In this lecture, Brian Metzger will discuss the monumental importance of the first detection of gravitational waves from coalescing neutron stars. The August 2017 discovery initiated a frenzied search for a visual ‘afterglow’ to the merger using dozens of telescopes on the ground and in space. Within hours, fading blue light, unlike anything we’ve ever seen before, was discovered from a galaxy 100 million light-years away. From the debris of the merger, he and other scientists witnessed directly for the first time the creation of the heaviest elements in the universe, such as gold, silver and platinum.

About the Speaker

Metzger is a theoretical astrophysicist. He was born and raised in Burlington, Iowa, received his Ph.D. in physics from the University of California, Berkeley, in 2009, and then held a NASA Einstein Postdoctoral Fellowship at Princeton University.

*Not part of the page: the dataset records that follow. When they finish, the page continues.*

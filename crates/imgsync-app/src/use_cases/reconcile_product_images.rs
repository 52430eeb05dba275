//! ReconcileProductImages use case - converges a product's attached catalog
//! images onto the state declared by its marketplace-feed attributes.

use std::sync::Arc;

use anyhow::{bail, Result};
use bytes::Bytes;
use futures::future::join_all;
use log::{debug, info, warn};

use imgsync_core::image::{
    FailedImage, ProductImageContext, ProductProjection, ReconciliationResult, RemovalOutcome,
    SyncDiff, UploadedImage,
};
use imgsync_core::ports::{
    CatalogImageWriterPort, ImageFetcherPort, ImageRemoval, ImageUpload,
};

/// A decoded product-published notification.
#[derive(Debug, Clone)]
pub struct ProductPublished {
    pub projection: ProductProjection,
}

/// A missing image queued for download, tagged with its owning variant.
struct TrackedImage {
    url: String,
    filename: String,
    extension: String,
    variant_id: i64,
}

/// ReconcileProductImages use case.
///
/// One instance serves many passes; every pass builds its own context and
/// shares no mutable state with concurrent passes.
pub struct ReconcileProductImages<F, W>
where
    F: ImageFetcherPort,
    W: CatalogImageWriterPort,
{
    image_attributes: Vec<String>,
    fetcher: Arc<F>,
    writer: Arc<W>,
}

impl<F, W> ReconcileProductImages<F, W>
where
    F: ImageFetcherPort,
    W: CatalogImageWriterPort,
{
    pub fn new(image_attributes: Vec<String>, fetcher: Arc<F>, writer: Arc<W>) -> Self {
        Self {
            image_attributes,
            fetcher,
            writer,
        }
    }

    /// Runs one reconciliation pass.
    ///
    /// Per-image failures never abort the pass; they fold into the result.
    /// Only a missing product id rejects the pass outright.
    pub async fn run(&self, event: ProductPublished) -> Result<ReconciliationResult> {
        let projection = &event.projection;
        if projection.id.is_empty() {
            bail!("product projection has no id");
        }

        if self.image_attributes.is_empty() {
            debug!(
                "no image attributes configured, skipping product {}",
                projection.id
            );
            return Ok(ReconciliationResult::empty());
        }

        let context = ProductImageContext::build(projection, &self.image_attributes);

        let mut to_download: Vec<TrackedImage> = Vec::new();
        let mut removals: Vec<ImageRemoval> = Vec::new();
        for variant in &context.variants {
            let diff = SyncDiff::compute(variant);
            info!(
                "product {} variant {}: {} to upload, {} to remove",
                context.product_id,
                diff.variant_id,
                diff.to_add.len(),
                diff.to_remove.len()
            );

            let variant_id = diff.variant_id;
            for img in diff.to_add {
                to_download.push(TrackedImage {
                    url: img.image.url,
                    filename: img.image.filename,
                    extension: img.image.extension,
                    variant_id,
                });
            }
            for img in diff.to_remove {
                removals.push(ImageRemoval {
                    variant_id,
                    image_url: img.url,
                });
            }
        }

        let removal_outcome = self
            .remove_stale(&context.product_id, projection.version, removals)
            .await;

        let (fetched, mut failed) = self.fetch_all(to_download).await;
        let (succeeded, upload_failures) = self.upload_all(&context.product_id, fetched).await;
        failed.extend(upload_failures);

        Ok(ReconciliationResult {
            removal_outcome,
            succeeded,
            failed,
        })
    }

    /// Issues the removal batch once against the event's entity version.
    /// A conflict or api error fails only this step; the pass continues.
    async fn remove_stale(
        &self,
        product_id: &str,
        version: u64,
        removals: Vec<ImageRemoval>,
    ) -> RemovalOutcome {
        if removals.is_empty() {
            return RemovalOutcome::Success;
        }
        match self
            .writer
            .remove_images(product_id, version, removals)
            .await
        {
            Ok(()) => RemovalOutcome::Success,
            Err(err) => {
                warn!("image removal failed for product {product_id}: {err}");
                RemovalOutcome::Failed
            }
        }
    }

    /// Downloads every queued image concurrently and waits for all of them
    /// to settle. A failing fetch is recorded and excluded from the upload
    /// step; it does not abort the others.
    async fn fetch_all(
        &self,
        images: Vec<TrackedImage>,
    ) -> (Vec<(TrackedImage, Bytes)>, Vec<FailedImage>) {
        let settled = join_all(images.into_iter().map(|img| async move {
            let outcome = self.fetcher.fetch(&img.url).await;
            (img, outcome)
        }))
        .await;

        let mut fetched = Vec::new();
        let mut failed = Vec::new();
        for (img, outcome) in settled {
            match outcome {
                Ok(bytes) => fetched.push((img, bytes)),
                Err(err) => {
                    warn!("download of {} failed: {err}", img.url);
                    failed.push(FailedImage {
                        variant_id: img.variant_id,
                        url: img.url,
                        error: err.to_string(),
                    });
                }
            }
        }
        (fetched, failed)
    }

    /// Uploads every fetched image concurrently, waiting for all to settle
    /// and collecting outcomes independently per image.
    async fn upload_all(
        &self,
        product_id: &str,
        images: Vec<(TrackedImage, Bytes)>,
    ) -> (Vec<UploadedImage>, Vec<FailedImage>) {
        let settled = join_all(images.into_iter().map(|(img, bytes)| async move {
            let upload = ImageUpload {
                bytes,
                filename: img.filename.clone(),
                extension: img.extension.clone(),
                variant_id: img.variant_id,
            };
            let outcome = self.writer.upload(product_id, upload).await;
            (img, outcome)
        }))
        .await;

        let mut succeeded = Vec::new();
        let mut failed = Vec::new();
        for (img, outcome) in settled {
            match outcome {
                Ok(()) => succeeded.push(UploadedImage {
                    variant_id: img.variant_id,
                    url: img.url,
                }),
                Err(err) => {
                    warn!("upload of {} failed: {err}", img.url);
                    failed.push(FailedImage {
                        variant_id: img.variant_id,
                        url: img.url,
                        error: err.to_string(),
                    });
                }
            }
        }
        (succeeded, failed)
    }
}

In 2013, Metzger joined the faculty at Columbia University, where he is currently an associate professor of physics. He is also presently a visiting scholar at the Flatiron Institute’s Center for Computational Astrophysics. Metzger received a Sloan Research Fellow in 2014 and is currently a Simons Fellow in Mathematics and Theoretical Physics. Metzger’s contributions to neutron star mergers were recognized with the New Horizons Breakthrough Prize in Physics and the Bruno Rossi Prize of the American Astronomical Society.